Work instruction
Once you reach the line containing "the primary hue." in the data below, restate each line word for word up to and including the one containing "surface.fill_linear_gradient(start, end, &harmonic);".

Start of Input for this task

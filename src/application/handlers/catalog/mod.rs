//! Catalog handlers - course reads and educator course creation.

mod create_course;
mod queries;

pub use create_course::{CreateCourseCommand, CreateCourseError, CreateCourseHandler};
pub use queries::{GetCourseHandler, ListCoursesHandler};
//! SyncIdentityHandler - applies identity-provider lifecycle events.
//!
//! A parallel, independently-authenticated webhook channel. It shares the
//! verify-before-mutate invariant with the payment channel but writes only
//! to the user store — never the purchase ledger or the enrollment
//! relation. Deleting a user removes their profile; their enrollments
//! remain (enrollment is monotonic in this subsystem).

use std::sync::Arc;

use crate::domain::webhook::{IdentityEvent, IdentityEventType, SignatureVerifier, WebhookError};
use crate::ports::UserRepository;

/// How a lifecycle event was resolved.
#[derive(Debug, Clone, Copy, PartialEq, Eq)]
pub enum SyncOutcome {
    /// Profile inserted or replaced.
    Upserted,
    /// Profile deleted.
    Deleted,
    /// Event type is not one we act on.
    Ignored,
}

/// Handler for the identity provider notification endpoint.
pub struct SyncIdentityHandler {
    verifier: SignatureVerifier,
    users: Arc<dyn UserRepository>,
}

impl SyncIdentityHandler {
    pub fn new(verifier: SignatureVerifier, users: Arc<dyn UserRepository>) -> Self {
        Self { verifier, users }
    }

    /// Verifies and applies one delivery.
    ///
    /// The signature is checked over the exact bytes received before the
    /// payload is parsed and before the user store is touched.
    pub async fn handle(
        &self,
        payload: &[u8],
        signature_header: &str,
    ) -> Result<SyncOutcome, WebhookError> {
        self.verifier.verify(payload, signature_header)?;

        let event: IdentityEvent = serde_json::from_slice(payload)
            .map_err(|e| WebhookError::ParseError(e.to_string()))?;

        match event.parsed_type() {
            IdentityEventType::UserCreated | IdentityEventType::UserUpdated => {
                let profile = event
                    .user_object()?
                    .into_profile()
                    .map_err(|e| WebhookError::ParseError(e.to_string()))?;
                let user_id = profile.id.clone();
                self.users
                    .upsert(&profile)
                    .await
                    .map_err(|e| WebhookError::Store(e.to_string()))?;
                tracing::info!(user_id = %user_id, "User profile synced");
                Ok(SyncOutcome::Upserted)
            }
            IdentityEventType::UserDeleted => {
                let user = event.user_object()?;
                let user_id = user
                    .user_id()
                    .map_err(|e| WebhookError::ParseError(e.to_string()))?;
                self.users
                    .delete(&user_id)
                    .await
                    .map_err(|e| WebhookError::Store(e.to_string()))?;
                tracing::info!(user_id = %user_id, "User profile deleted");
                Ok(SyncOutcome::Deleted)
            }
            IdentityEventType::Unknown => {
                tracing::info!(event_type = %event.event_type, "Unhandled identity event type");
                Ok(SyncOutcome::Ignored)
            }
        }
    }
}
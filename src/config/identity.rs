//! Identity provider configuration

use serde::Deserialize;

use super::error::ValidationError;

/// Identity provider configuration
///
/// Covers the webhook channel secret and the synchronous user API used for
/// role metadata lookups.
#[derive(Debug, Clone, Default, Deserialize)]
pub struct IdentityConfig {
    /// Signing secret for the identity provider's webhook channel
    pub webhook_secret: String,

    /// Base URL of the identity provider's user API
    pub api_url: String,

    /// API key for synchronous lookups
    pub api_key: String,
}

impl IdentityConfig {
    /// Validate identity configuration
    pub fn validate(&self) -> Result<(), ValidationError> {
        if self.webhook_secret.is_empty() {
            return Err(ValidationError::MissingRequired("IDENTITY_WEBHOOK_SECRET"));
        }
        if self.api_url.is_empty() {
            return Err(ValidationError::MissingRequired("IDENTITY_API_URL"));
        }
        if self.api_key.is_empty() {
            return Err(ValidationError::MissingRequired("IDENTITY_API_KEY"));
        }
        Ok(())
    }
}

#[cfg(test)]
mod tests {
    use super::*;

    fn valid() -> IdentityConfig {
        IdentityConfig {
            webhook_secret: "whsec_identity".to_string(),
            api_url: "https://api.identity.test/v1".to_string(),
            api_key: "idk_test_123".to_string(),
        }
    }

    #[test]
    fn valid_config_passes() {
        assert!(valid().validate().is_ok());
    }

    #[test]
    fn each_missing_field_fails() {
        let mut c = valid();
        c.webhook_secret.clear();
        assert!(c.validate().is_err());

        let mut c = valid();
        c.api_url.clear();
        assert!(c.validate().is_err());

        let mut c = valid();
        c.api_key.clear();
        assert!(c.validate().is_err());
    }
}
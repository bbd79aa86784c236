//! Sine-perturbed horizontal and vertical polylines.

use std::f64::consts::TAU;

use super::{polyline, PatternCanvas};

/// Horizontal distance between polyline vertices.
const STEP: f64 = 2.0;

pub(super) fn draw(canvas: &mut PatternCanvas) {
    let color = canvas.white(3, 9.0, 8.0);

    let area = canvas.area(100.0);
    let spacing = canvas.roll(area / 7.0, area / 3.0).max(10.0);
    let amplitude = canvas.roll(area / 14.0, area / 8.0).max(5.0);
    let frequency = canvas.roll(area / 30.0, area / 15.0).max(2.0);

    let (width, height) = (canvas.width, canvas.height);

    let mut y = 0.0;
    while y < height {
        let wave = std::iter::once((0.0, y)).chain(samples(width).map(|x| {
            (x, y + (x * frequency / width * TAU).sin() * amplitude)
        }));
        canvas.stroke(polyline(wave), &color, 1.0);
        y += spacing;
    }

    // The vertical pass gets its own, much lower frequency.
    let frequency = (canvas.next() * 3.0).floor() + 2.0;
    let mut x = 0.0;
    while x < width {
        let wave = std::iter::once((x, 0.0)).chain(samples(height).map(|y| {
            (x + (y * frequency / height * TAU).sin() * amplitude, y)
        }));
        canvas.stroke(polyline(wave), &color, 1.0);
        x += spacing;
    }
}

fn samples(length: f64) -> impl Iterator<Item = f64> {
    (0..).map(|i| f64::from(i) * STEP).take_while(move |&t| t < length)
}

End of Input for this task
Start of Input for this task

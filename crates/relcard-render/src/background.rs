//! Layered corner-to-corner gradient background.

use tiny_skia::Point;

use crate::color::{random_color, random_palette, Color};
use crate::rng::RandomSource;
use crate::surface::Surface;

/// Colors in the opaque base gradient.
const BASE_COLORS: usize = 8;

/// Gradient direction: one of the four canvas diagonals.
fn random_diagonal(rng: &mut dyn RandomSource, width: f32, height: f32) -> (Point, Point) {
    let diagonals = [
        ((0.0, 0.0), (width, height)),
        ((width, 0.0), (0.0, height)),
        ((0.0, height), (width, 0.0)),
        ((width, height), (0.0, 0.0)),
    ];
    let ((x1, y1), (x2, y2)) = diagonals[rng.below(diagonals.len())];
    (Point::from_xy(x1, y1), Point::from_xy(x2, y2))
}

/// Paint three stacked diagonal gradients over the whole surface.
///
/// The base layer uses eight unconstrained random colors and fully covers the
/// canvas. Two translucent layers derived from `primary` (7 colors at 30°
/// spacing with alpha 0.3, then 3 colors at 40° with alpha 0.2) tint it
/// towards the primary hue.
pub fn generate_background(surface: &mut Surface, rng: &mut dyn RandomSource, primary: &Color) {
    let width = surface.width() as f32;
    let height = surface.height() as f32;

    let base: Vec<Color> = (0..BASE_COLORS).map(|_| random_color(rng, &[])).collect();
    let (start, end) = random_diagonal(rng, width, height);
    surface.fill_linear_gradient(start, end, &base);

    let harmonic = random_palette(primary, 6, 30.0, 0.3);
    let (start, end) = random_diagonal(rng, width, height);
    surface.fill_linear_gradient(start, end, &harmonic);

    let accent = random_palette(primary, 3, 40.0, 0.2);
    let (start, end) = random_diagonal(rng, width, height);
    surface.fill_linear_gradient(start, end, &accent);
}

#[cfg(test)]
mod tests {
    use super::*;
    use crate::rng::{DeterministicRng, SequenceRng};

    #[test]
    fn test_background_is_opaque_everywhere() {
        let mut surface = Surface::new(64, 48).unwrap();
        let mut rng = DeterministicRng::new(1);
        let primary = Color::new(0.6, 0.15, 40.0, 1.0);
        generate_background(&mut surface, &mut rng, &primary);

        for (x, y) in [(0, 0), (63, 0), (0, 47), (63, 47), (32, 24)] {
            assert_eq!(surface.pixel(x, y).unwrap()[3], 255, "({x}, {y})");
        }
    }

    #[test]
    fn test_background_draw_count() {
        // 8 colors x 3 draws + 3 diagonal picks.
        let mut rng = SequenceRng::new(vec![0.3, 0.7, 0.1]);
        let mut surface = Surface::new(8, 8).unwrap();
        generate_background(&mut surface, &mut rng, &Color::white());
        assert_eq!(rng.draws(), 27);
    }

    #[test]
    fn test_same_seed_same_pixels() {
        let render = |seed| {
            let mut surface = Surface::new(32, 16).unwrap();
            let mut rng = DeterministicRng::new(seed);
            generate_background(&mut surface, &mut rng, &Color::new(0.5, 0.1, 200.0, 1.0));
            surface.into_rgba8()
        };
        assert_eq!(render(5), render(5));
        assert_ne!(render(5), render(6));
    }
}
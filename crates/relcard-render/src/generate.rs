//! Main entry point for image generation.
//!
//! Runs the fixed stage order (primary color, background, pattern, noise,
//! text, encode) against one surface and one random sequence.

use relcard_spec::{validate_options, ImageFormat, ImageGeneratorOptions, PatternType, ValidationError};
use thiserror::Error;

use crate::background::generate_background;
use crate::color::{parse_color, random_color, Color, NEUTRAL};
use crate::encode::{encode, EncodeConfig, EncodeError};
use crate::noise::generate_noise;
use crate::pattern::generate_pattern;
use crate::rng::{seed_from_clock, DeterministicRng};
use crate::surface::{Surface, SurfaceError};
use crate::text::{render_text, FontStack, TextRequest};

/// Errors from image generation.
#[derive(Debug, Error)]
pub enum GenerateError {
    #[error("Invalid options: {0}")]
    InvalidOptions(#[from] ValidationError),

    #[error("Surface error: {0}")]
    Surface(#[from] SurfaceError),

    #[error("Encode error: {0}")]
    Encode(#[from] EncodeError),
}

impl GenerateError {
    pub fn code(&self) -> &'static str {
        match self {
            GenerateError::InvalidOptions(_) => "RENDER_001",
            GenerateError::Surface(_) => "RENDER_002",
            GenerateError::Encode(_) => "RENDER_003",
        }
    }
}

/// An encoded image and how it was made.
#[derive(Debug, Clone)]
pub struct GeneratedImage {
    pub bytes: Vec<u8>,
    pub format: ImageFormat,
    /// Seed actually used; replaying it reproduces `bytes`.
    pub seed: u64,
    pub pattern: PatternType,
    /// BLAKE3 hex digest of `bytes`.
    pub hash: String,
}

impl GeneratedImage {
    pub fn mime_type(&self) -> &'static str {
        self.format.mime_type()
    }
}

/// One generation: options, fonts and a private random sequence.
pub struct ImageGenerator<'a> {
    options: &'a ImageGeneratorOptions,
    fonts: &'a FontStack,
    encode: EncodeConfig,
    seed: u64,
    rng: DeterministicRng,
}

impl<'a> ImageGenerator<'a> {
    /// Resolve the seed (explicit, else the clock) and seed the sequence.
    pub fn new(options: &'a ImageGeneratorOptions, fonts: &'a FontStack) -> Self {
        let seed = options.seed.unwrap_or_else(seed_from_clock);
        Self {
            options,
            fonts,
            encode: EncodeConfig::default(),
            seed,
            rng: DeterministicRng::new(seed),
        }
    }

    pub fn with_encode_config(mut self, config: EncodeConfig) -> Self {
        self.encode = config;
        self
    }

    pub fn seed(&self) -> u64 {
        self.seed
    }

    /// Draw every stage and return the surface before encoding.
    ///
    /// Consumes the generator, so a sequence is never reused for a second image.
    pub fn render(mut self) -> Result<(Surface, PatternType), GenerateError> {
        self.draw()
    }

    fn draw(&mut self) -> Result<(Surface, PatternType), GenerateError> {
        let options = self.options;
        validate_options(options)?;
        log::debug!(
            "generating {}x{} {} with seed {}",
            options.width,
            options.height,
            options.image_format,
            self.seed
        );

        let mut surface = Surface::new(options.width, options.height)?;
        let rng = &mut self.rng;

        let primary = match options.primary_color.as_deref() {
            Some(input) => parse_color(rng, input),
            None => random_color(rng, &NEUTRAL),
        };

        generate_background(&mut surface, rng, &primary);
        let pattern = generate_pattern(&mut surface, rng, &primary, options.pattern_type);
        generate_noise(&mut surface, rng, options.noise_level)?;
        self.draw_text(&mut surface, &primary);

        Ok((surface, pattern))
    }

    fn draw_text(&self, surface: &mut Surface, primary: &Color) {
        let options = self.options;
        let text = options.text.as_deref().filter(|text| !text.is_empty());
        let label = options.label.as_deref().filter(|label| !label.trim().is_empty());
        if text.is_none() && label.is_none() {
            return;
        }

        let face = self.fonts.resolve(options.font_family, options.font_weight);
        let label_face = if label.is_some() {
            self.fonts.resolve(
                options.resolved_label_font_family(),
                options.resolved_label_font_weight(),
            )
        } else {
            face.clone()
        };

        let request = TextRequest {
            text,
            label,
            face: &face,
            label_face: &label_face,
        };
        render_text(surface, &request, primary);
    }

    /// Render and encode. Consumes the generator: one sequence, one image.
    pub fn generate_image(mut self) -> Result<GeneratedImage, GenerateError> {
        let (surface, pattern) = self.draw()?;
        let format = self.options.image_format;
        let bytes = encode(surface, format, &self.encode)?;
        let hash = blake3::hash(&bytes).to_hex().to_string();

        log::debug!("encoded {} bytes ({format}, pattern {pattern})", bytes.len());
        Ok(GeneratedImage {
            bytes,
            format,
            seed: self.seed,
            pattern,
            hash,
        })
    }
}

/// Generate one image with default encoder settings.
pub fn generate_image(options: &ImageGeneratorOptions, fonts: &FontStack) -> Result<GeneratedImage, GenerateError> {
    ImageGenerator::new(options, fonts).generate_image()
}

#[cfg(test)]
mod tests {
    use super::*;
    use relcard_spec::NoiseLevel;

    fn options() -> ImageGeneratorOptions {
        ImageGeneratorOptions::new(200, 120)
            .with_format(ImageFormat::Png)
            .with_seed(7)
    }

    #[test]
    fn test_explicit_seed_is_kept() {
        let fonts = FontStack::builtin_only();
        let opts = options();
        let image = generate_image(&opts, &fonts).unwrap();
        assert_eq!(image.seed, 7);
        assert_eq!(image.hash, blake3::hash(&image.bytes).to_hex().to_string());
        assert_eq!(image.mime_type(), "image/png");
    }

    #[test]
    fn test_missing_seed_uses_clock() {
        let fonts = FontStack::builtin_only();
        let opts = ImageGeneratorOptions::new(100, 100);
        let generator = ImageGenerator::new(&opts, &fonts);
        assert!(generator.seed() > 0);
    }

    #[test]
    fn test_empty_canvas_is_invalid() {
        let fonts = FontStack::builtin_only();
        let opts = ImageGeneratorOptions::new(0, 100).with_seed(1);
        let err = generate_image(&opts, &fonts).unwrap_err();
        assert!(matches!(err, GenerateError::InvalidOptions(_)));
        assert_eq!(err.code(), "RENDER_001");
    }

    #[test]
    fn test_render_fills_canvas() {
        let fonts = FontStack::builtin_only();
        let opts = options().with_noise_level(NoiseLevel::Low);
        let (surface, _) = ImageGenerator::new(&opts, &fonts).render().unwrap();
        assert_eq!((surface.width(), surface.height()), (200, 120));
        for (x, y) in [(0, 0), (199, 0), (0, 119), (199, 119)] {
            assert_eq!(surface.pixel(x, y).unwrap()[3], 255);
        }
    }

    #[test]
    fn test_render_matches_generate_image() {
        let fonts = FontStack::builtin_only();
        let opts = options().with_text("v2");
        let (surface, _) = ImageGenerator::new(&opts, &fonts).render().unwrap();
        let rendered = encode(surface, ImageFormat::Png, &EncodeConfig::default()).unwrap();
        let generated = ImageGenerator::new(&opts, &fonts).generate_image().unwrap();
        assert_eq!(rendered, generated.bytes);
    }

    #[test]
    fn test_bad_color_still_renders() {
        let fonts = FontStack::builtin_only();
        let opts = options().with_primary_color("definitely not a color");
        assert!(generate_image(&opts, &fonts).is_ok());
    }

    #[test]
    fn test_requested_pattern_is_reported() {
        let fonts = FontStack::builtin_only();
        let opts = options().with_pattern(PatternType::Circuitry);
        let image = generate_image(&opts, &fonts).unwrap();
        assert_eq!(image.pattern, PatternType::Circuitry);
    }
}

End of Input for this task

Solved exercise
/// towards the primary hue.
pub fn generate_background(surface: &mut Surface, rng: &mut dyn RandomSource, primary: &Color) {
    let width = surface.width() as f32;
    let height = surface.height() as f32;

    let base: Vec<Color> = (0..BASE_COLORS).map(|_| random_color(rng, &[])).collect();
    let (start, end) = random_diagonal(rng, width, height);
    surface.fill_linear_gradient(start, end, &base);

    let harmonic = random_palette(primary, 6, 30.0, 0.3);
    let (start, end) = random_diagonal(rng, width, height);
    surface.fill_linear_gradient(start, end, &harmonic);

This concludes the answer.